Dataset:
◇ ◇ ◇
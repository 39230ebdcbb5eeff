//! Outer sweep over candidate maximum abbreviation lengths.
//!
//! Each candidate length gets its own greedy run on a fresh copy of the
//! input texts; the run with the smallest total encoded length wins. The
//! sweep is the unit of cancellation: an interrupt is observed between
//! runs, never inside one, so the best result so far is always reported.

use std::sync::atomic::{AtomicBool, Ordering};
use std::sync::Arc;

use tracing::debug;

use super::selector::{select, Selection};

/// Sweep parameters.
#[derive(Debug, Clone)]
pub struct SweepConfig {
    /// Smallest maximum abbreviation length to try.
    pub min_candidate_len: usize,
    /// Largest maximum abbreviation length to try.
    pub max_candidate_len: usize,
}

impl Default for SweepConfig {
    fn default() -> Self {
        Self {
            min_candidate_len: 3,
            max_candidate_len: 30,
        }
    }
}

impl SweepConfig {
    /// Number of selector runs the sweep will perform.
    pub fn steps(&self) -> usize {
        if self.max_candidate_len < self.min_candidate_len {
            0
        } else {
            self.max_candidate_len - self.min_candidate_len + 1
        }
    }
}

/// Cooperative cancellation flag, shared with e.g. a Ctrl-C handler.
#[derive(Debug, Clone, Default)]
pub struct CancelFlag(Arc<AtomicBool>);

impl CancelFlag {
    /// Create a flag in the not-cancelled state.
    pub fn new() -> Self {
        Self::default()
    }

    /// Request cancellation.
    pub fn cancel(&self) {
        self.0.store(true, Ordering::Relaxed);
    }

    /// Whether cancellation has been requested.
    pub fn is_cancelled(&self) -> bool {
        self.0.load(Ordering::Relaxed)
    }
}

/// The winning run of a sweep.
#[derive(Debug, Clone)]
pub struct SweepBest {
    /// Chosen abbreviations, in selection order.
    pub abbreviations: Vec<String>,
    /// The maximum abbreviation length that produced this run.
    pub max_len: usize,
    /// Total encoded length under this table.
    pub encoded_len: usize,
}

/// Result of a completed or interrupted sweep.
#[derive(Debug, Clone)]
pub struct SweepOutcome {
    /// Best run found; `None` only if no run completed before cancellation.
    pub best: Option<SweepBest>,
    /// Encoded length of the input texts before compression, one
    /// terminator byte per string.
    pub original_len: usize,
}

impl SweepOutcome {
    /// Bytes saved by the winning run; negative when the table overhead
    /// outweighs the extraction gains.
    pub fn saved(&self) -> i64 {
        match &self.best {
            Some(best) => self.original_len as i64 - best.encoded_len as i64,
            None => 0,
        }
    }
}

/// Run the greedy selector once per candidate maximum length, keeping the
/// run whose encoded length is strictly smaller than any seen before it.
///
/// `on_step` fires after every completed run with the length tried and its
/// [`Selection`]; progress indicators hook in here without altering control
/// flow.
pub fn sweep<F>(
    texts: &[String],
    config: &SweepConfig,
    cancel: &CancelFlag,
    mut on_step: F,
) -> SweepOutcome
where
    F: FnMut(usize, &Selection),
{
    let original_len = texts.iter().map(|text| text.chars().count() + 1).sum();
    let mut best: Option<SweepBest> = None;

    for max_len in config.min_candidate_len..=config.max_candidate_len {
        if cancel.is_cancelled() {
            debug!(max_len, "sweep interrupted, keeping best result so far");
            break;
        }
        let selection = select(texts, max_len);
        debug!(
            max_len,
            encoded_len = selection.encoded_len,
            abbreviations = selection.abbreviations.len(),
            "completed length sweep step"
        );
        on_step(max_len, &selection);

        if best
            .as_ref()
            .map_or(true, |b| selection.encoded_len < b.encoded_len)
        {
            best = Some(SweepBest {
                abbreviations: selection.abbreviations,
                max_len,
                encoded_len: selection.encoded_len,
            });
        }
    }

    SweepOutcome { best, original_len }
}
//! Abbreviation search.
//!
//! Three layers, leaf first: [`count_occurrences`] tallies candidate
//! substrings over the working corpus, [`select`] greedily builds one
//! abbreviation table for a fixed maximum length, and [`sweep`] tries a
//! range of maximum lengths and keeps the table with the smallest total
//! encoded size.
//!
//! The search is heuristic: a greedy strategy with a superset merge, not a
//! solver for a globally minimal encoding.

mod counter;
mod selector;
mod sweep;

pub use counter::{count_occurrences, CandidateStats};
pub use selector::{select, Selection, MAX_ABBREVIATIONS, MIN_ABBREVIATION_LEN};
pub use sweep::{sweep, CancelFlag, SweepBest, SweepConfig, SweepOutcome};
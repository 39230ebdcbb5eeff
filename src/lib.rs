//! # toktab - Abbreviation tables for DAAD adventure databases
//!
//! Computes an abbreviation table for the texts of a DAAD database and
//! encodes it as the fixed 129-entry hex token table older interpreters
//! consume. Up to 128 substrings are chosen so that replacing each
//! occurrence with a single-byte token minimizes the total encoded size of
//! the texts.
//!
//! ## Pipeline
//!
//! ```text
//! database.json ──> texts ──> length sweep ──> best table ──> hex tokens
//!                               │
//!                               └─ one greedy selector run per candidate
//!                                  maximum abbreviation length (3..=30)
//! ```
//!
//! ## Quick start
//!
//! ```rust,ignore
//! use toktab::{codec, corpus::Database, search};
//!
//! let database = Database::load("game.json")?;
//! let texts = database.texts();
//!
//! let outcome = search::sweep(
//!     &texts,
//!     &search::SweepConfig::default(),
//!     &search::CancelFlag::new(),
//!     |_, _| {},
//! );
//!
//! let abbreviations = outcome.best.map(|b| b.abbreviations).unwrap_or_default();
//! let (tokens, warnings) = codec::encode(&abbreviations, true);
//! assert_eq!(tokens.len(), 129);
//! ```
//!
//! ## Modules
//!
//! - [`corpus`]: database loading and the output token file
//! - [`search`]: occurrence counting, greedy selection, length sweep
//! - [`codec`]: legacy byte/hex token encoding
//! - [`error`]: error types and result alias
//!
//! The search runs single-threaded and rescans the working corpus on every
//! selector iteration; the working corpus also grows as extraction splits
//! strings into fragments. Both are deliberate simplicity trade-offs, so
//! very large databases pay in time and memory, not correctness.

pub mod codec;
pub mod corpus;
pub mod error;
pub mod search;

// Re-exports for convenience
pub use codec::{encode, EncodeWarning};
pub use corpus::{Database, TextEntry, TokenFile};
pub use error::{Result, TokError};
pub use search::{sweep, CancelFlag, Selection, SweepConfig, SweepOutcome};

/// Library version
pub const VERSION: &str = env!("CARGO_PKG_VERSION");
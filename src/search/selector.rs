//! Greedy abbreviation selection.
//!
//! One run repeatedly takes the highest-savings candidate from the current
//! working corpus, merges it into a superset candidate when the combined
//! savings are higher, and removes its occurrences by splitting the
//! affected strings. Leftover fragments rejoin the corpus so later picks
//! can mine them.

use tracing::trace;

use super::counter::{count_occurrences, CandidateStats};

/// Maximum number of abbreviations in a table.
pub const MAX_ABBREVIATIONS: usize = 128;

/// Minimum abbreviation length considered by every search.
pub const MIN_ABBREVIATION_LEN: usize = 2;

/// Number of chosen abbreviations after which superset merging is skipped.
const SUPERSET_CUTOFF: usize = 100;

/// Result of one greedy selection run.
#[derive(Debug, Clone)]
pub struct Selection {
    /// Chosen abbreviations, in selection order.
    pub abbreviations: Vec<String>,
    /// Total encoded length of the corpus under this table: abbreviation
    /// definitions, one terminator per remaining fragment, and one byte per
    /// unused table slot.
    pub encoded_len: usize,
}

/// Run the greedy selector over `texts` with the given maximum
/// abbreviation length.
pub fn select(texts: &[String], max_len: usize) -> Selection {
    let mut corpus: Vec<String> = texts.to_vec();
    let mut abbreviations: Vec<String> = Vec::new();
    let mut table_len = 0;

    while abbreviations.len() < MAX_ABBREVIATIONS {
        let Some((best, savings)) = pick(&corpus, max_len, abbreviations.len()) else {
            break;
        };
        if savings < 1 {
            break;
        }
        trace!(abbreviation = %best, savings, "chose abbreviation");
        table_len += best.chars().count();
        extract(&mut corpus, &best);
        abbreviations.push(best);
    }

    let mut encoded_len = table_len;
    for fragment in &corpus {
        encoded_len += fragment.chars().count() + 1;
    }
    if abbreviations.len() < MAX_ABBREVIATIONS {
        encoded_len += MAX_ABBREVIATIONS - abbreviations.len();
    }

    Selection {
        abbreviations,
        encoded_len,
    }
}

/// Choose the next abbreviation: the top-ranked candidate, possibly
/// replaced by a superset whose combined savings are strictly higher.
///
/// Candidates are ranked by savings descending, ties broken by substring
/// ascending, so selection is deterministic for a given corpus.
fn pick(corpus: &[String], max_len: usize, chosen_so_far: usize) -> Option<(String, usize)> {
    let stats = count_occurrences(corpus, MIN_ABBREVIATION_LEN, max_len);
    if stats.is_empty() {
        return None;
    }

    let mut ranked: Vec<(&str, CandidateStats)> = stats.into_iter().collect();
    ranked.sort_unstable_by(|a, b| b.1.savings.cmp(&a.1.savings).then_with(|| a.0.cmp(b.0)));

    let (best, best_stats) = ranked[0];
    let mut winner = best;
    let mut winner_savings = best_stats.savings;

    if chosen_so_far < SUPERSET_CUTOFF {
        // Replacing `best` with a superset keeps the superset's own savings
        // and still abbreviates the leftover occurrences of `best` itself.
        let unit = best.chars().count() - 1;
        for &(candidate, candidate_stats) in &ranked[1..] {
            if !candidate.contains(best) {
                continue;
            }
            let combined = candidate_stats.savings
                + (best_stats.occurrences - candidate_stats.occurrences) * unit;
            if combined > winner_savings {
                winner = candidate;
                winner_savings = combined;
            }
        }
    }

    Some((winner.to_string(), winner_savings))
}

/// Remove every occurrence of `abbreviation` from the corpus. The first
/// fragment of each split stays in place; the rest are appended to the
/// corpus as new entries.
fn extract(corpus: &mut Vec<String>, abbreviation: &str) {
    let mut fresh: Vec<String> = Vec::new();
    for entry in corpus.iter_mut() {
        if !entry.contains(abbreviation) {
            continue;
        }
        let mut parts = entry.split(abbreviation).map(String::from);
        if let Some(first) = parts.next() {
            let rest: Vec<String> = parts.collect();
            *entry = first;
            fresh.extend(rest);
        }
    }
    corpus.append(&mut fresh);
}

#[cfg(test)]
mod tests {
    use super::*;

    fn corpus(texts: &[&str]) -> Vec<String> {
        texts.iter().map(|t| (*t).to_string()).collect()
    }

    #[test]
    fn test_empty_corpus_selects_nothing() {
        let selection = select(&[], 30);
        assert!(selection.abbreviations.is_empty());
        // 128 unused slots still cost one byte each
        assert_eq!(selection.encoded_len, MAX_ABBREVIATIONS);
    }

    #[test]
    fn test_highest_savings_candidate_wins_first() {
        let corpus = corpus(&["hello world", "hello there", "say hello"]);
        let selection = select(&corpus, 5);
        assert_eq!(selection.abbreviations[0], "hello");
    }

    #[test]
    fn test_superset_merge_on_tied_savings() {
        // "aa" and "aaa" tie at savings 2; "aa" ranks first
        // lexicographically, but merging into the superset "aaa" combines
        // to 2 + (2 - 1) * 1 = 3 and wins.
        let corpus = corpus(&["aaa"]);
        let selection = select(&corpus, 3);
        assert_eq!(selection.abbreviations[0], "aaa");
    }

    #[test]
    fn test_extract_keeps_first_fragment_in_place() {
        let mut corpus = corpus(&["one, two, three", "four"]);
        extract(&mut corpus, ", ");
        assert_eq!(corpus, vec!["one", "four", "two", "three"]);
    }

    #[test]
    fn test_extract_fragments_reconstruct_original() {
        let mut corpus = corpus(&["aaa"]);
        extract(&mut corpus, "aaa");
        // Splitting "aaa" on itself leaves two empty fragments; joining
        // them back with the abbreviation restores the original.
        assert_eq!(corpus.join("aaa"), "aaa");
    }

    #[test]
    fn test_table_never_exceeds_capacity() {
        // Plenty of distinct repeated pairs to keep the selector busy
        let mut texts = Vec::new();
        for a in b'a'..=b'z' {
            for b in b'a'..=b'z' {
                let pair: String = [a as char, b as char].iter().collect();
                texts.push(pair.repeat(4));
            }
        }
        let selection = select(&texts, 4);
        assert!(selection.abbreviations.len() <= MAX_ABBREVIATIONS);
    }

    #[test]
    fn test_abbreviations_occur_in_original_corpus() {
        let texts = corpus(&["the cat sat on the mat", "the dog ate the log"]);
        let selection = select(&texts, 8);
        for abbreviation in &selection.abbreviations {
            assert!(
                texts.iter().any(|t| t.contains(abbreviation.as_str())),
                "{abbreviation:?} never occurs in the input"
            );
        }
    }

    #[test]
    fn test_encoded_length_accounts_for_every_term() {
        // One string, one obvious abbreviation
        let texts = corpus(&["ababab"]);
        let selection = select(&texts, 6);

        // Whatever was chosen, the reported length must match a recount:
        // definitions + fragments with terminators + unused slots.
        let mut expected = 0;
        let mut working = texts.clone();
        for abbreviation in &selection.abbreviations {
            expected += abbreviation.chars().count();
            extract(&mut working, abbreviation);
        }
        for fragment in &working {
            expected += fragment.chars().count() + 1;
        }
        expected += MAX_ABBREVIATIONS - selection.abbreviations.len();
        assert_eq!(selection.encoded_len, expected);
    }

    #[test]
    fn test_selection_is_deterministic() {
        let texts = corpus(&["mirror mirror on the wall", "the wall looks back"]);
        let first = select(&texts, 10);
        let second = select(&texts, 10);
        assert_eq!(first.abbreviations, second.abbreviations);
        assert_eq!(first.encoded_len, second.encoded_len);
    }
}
◇ ◇ ◇
Only one stretch of the data above is needed. Restate it word for word, from the line containing "let mut fresh: Vec<String> = Vec::new();" through the line containing "one byte each", both ends included.

    let mut fresh: Vec<String> = Vec::new();
    for entry in corpus.iter_mut() {
        if !entry.contains(abbreviation) {
            continue;
        }
        let mut parts = entry.split(abbreviation).map(String::from);
        if let Some(first) = parts.next() {
            let rest: Vec<String> = parts.collect();
            *entry = first;
            fresh.extend(rest);
        }
    }
    corpus.append(&mut fresh);
}

#[cfg(test)]
mod tests {
    use super::*;

    fn corpus(texts: &[&str]) -> Vec<String> {
        texts.iter().map(|t| (*t).to_string()).collect()
    }

    #[test]
    fn test_empty_corpus_selects_nothing() {
        let selection = select(&[], 30);
        assert!(selection.abbreviations.is_empty());
        // 128 unused slots still cost one byte each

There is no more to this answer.